[Collected data entries]

//! Shared spec harness.
//!
//! `Project` is a scratch directory acting as both `$HOME` and the parent of
//! the runs root; `mill()` builds an invocation of the real binary against
//! it. Poll intervals are tightened so specs settle quickly.

#![allow(dead_code)]

use std::path::{Path, PathBuf};
use std::process::{Command, Output};
use std::time::{Duration, Instant};

/// Upper bound for wait_for loops.
pub const SPEC_WAIT_MAX_MS: u64 = 15_000;

/// Poll until `condition` holds or `max_ms` elapses. Returns whether it held.
pub fn wait_for(max_ms: u64, condition: impl Fn() -> bool) -> bool {
    let deadline = Instant::now() + Duration::from_millis(max_ms);
    loop {
        if condition() {
            return true;
        }
        if Instant::now() >= deadline {
            return false;
        }
        std::thread::sleep(Duration::from_millis(25));
    }
}

/// Scratch project: isolated HOME + runs root.
pub struct Project {
    temp: tempfile::TempDir,
}

impl Project {
    pub fn empty() -> Self {
        Self { temp: tempfile::tempdir().expect("create scratch dir") }
    }

    pub fn path(&self) -> &Path {
        self.temp.path()
    }

    pub fn runs_dir(&self) -> PathBuf {
        self.path().join("runs")
    }

    /// Write a file under the project, creating parent dirs.
    pub fn file(&self, rel: &str, content: &str) -> PathBuf {
        let path = self.path().join(rel);
        if let Some(parent) = path.parent() {
            std::fs::create_dir_all(parent).expect("create parent dirs");
        }
        std::fs::write(&path, content).expect("write file");
        path
    }

    /// Write an executable script under the project.
    pub fn script(&self, rel: &str, body: &str) -> PathBuf {
        use std::os::unix::fs::PermissionsExt;
        let path = self.file(rel, &format!("#!/bin/sh\n{body}\n"));
        std::fs::set_permissions(&path, std::fs::Permissions::from_mode(0o755))
            .expect("chmod script");
        path
    }

    /// Build a `mill` invocation against this project.
    pub fn mill(&self) -> Mill {
        let mut cmd = Command::new(assert_cmd::cargo::cargo_bin("mill"));
        cmd.current_dir(self.path())
            .env_clear()
            .env("PATH", std::env::var_os("PATH").unwrap_or_default())
            .env("HOME", self.path())
            .env("MILL_RUNS_DIR", self.runs_dir())
            .env("MILL_WAIT_POLL_MS", "10")
            .env("MILL_WATCH_POLL_MS", "10")
            .env("NO_COLOR", "1");
        Mill { cmd }
    }
}

/// Builder for one `mill` invocation.
pub struct Mill {
    cmd: Command,
}

impl Mill {
    pub fn args(mut self, args: &[&str]) -> Self {
        self.cmd.args(args);
        self
    }

    pub fn env(mut self, key: &str, value: &str) -> Self {
        self.cmd.env(key, value);
        self
    }

    /// Run and return output without asserting on the exit code.
    pub fn output(mut self) -> SpecOutput {
        let output = self.cmd.output().expect("spawn mill");
        SpecOutput { output }
    }

    /// Run and assert exit code 0.
    pub fn passes(self) -> SpecOutput {
        self.output().expecting_code(0)
    }

    /// Run and assert a non-zero exit.
    pub fn fails(self) -> SpecOutput {
        let out = self.output();
        assert!(
            !out.output.status.success(),
            "expected failure, got success\nstdout: {}\nstderr: {}",
            out.stdout(),
            out.stderr()
        );
        out
    }

    /// Run and assert a specific exit code.
    pub fn exits(self, code: i32) -> SpecOutput {
        self.output().expecting_code(code)
    }
}

pub struct SpecOutput {
    output: Output,
}

impl SpecOutput {
    fn expecting_code(self, code: i32) -> Self {
        assert_eq!(
            self.output.status.code(),
            Some(code),
            "expected exit {code}\nstdout: {}\nstderr: {}",
            self.stdout(),
            self.stderr()
        );
        self
    }

    pub fn stdout(&self) -> String {
        String::from_utf8_lossy(&self.output.stdout).into_owned()
    }

    pub fn stderr(&self) -> String {
        String::from_utf8_lossy(&self.output.stderr).into_owned()
    }

    pub fn stdout_has(self, needle: &str) -> Self {
        assert!(
            self.stdout().contains(needle),
            "stdout missing {needle:?}\nstdout: {}",
            self.stdout()
        );
        self
    }

    pub fn stdout_lacks(self, needle: &str) -> Self {
        assert!(
            !self.stdout().contains(needle),
            "stdout must not contain {needle:?}\nstdout: {}",
            self.stdout()
        );
        self
    }

    pub fn stderr_has(self, needle: &str) -> Self {
        assert!(
            self.stderr().contains(needle),
            "stderr missing {needle:?}\nstderr: {}",
            self.stderr()
        );
        self
    }

    /// Parse the first stdout line as JSON.
    pub fn json(&self) -> serde_json::Value {
        let stdout = self.stdout();
        let line = stdout.lines().next().unwrap_or_default();
        serde_json::from_str(line)
            .unwrap_or_else(|e| panic!("stdout is not a JSON line ({e}): {stdout}"))
    }

    /// Parse every stdout line as JSON.
    pub fn json_lines(&self) -> Vec<serde_json::Value> {
        self.stdout()
            .lines()
            .filter(|l| !l.trim().is_empty())
            .map(|l| serde_json::from_str(l).unwrap_or_else(|e| panic!("bad JSON line ({e}): {l}")))
            .collect()
    }
}

/// Events currently in a run's log.
pub fn read_events(project: &Project, run_id: &str) -> Vec<serde_json::Value> {
    let path = project.runs_dir().join(run_id).join("events.ndjson");
    let text = std::fs::read_to_string(&path)
        .unwrap_or_else(|e| panic!("read {}: {e}", path.display()));
    text.lines()
        .filter(|l| !l.trim().is_empty())
        .map(|l| serde_json::from_str(l).expect("event line is JSON"))
        .collect()
}

/// Assert the on-disk invariants that must hold for every terminal run.
pub fn assert_run_invariants(project: &Project, run_id: &str) {
    let run_dir = project.runs_dir().join(run_id);
    let run: serde_json::Value =
        serde_json::from_str(&std::fs::read_to_string(run_dir.join("run.json")).expect("run.json"))
            .expect("run.json parses");
    let events = read_events(project, run_id);

    // Sequences strictly increasing, gap-free from 1.
    for (idx, event) in events.iter().enumerate() {
        assert_eq!(event["sequence"], (idx + 1) as u64, "sequence gap at {idx}");
        assert_eq!(event["runId"], run_id);
        assert_eq!(event["schemaVersion"], 1);
    }

    let terminal: Vec<&serde_json::Value> = events
        .iter()
        .filter(|e| {
            matches!(
                e["type"].as_str(),
                Some("run:complete") | Some("run:failed") | Some("run:cancelled")
            )
        })
        .collect();
    let status = run["status"].as_str().expect("status");
    let is_terminal = matches!(status, "complete" | "failed" | "cancelled");
    if is_terminal {
        assert_eq!(terminal.len(), 1, "exactly one terminal event: {events:?}");
        assert!(
            matches!(
                events.last().expect("nonempty")["type"].as_str(),
                Some("run:complete") | Some("run:failed") | Some("run:cancelled")
            ),
            "terminal event must be last"
        );
        assert!(run_dir.join("result.json").is_file(), "result.json exists iff terminal");
    } else {
        assert!(terminal.is_empty());
        assert!(!run_dir.join("result.json").exists());
    }

    // paths resolve inside runDir
    let run_dir_str = run["paths"]["runDir"].as_str().expect("runDir");
    for key in ["runFile", "eventsFile", "resultFile"] {
        let path = run["paths"][key].as_str().expect(key);
        assert!(path.starts_with(run_dir_str), "{key} escapes runDir");
    }

    // every spawn:result is preceded by a spawn:start with the same spawnId
    let mut started: Vec<String> = Vec::new();
    for event in &events {
        match event["type"].as_str() {
            Some("spawn:start") => {
                started.push(event["payload"]["spawnId"].as_str().expect("spawnId").to_string());
            }
            Some("spawn:result") => {
                let id = event["payload"]["spawnId"].as_str().expect("spawnId");
                assert!(started.iter().any(|s| s == id), "spawn:result without spawn:start");
            }
            _ => {}
        }
    }
}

YOUR INSTRUCTIONS
Word for word, set down all the lines above.

TASK RESPONSE
//! Shared spec harness.
//!
//! `Project` is a scratch directory acting as both `$HOME` and the parent of
//! the runs root; `mill()` builds an invocation of the real binary against
//! it. Poll intervals are tightened so specs settle quickly.

#![allow(dead_code)]

use std::path::{Path, PathBuf};
use std::process::{Command, Output};
use std::time::{Duration, Instant};

/// Upper bound for wait_for loops.
pub const SPEC_WAIT_MAX_MS: u64 = 15_000;

/// Poll until `condition` holds or `max_ms` elapses. Returns whether it held.
pub fn wait_for(max_ms: u64, condition: impl Fn() -> bool) -> bool {
    let deadline = Instant::now() + Duration::from_millis(max_ms);
    loop {
        if condition() {
            return true;
        }
        if Instant::now() >= deadline {
            return false;
        }
        std::thread::sleep(Duration::from_millis(25));
    }
}

/// Scratch project: isolated HOME + runs root.
pub struct Project {
    temp: tempfile::TempDir,
}

impl Project {
    pub fn empty() -> Self {
        Self { temp: tempfile::tempdir().expect("create scratch dir") }
    }

    pub fn path(&self) -> &Path {
        self.temp.path()
    }

    pub fn runs_dir(&self) -> PathBuf {
        self.path().join("runs")
    }

    /// Write a file under the project, creating parent dirs.
    pub fn file(&self, rel: &str, content: &str) -> PathBuf {
        let path = self.path().join(rel);
        if let Some(parent) = path.parent() {
            std::fs::create_dir_all(parent).expect("create parent dirs");
        }
        std::fs::write(&path, content).expect("write file");
        path
    }

    /// Write an executable script under the project.
    pub fn script(&self, rel: &str, body: &str) -> PathBuf {
        use std::os::unix::fs::PermissionsExt;
        let path = self.file(rel, &format!("#!/bin/sh\n{body}\n"));
        std::fs::set_permissions(&path, std::fs::Permissions::from_mode(0o755))
            .expect("chmod script");
        path
    }

    /// Build a `mill` invocation against this project.
    pub fn mill(&self) -> Mill {
        let mut cmd = Command::new(assert_cmd::cargo::cargo_bin("mill"));
        cmd.current_dir(self.path())
            .env_clear()
            .env("PATH", std::env::var_os("PATH").unwrap_or_default())
            .env("HOME", self.path())
            .env("MILL_RUNS_DIR", self.runs_dir())
            .env("MILL_WAIT_POLL_MS", "10")
            .env("MILL_WATCH_POLL_MS", "10")
            .env("NO_COLOR", "1");
        Mill { cmd }
    }
}

/// Builder for one `mill` invocation.
pub struct Mill {
    cmd: Command,
}

impl Mill {
    pub fn args(mut self, args: &[&str]) -> Self {
        self.cmd.args(args);
        self
    }

    pub fn env(mut self, key: &str, value: &str) -> Self {
        self.cmd.env(key, value);
        self
    }

    /// Run and return output without asserting on the exit code.
    pub fn output(mut self) -> SpecOutput {
        let output = self.cmd.output().expect("spawn mill");
        SpecOutput { output }
    }

    /// Run and assert exit code 0.
    pub fn passes(self) -> SpecOutput {
        self.output().expecting_code(0)
    }

    /// Run and assert a non-zero exit.
    pub fn fails(self) -> SpecOutput {
        let out = self.output();
        assert!(
            !out.output.status.success(),
            "expected failure, got success\nstdout: {}\nstderr: {}",
            out.stdout(),
            out.stderr()
        );
        out
    }

    /// Run and assert a specific exit code.
    pub fn exits(self, code: i32) -> SpecOutput {
        self.output().expecting_code(code)
    }
}

pub struct SpecOutput {
    output: Output,
}

impl SpecOutput {
    fn expecting_code(self, code: i32) -> Self {
        assert_eq!(
            self.output.status.code(),
            Some(code),
            "expected exit {code}\nstdout: {}\nstderr: {}",
            self.stdout(),
            self.stderr()
        );
        self
    }

    pub fn stdout(&self) -> String {
        String::from_utf8_lossy(&self.output.stdout).into_owned()
    }

    pub fn stderr(&self) -> String {
        String::from_utf8_lossy(&self.output.stderr).into_owned()
    }

    pub fn stdout_has(self, needle: &str) -> Self {
        assert!(
            self.stdout().contains(needle),
            "stdout missing {needle:?}\nstdout: {}",
            self.stdout()
        );
        self
    }

    pub fn stdout_lacks(self, needle: &str) -> Self {
        assert!(
            !self.stdout().contains(needle),
            "stdout must not contain {needle:?}\nstdout: {}",
            self.stdout()
        );
        self
    }

    pub fn stderr_has(self, needle: &str) -> Self {
        assert!(
            self.stderr().contains(needle),
            "stderr missing {needle:?}\nstderr: {}",
            self.stderr()
        );
        self
    }

    /// Parse the first stdout line as JSON.
    pub fn json(&self) -> serde_json::Value {
        let stdout = self.stdout();
        let line = stdout.lines().next().unwrap_or_default();
        serde_json::from_str(line)
            .unwrap_or_else(|e| panic!("stdout is not a JSON line ({e}): {stdout}"))
    }

    /// Parse every stdout line as JSON.
    pub fn json_lines(&self) -> Vec<serde_json::Value> {
        self.stdout()
            .lines()
            .filter(|l| !l.trim().is_empty())
            .map(|l| serde_json::from_str(l).unwrap_or_else(|e| panic!("bad JSON line ({e}): {l}")))
            .collect()
    }
}

/// Events currently in a run's log.
pub fn read_events(project: &Project, run_id: &str) -> Vec<serde_json::Value> {
    let path = project.runs_dir().join(run_id).join("events.ndjson");
    let text = std::fs::read_to_string(&path)
        .unwrap_or_else(|e| panic!("read {}: {e}", path.display()));
    text.lines()
        .filter(|l| !l.trim().is_empty())
        .map(|l| serde_json::from_str(l).expect("event line is JSON"))
        .collect()
}

/// Assert the on-disk invariants that must hold for every terminal run.
pub fn assert_run_invariants(project: &Project, run_id: &str) {
    let run_dir = project.runs_dir().join(run_id);
    let run: serde_json::Value =
        serde_json::from_str(&std::fs::read_to_string(run_dir.join("run.json")).expect("run.json"))
            .expect("run.json parses");
    let events = read_events(project, run_id);

    // Sequences strictly increasing, gap-free from 1.
    for (idx, event) in events.iter().enumerate() {
        assert_eq!(event["sequence"], (idx + 1) as u64, "sequence gap at {idx}");
        assert_eq!(event["runId"], run_id);
        assert_eq!(event["schemaVersion"], 1);
    }

    let terminal: Vec<&serde_json::Value> = events
        .iter()
        .filter(|e| {
            matches!(
                e["type"].as_str(),
                Some("run:complete") | Some("run:failed") | Some("run:cancelled")
            )
        })
        .collect();
    let status = run["status"].as_str().expect("status");
    let is_terminal = matches!(status, "complete" | "failed" | "cancelled");
    if is_terminal {
        assert_eq!(terminal.len(), 1, "exactly one terminal event: {events:?}");
        assert!(
            matches!(
                events.last().expect("nonempty")["type"].as_str(),
                Some("run:complete") | Some("run:failed") | Some("run:cancelled")
            ),
            "terminal event must be last"
        );
        assert!(run_dir.join("result.json").is_file(), "result.json exists iff terminal");
    } else {
        assert!(terminal.is_empty());
        assert!(!run_dir.join("result.json").exists());
    }

    // paths resolve inside runDir
    let run_dir_str = run["paths"]["runDir"].as_str().expect("runDir");
    for key in ["runFile", "eventsFile", "resultFile"] {
        let path = run["paths"][key].as_str().expect(key);
        assert!(path.starts_with(run_dir_str), "{key} escapes runDir");
    }

    // every spawn:result is preceded by a spawn:start with the same spawnId
    let mut started: Vec<String> = Vec::new();
    for event in &events {
        match event["type"].as_str() {
            Some("spawn:start") => {
                started.push(event["payload"]["spawnId"].as_str().expect("spawnId").to_string());
            }
            Some("spawn:result") => {
                let id = event["payload"]["spawnId"].as_str().expect("spawnId");
                assert!(started.iter().any(|s| s == id), "spawn:result without spawn:start");
            }
            _ => {}
        }
    }
}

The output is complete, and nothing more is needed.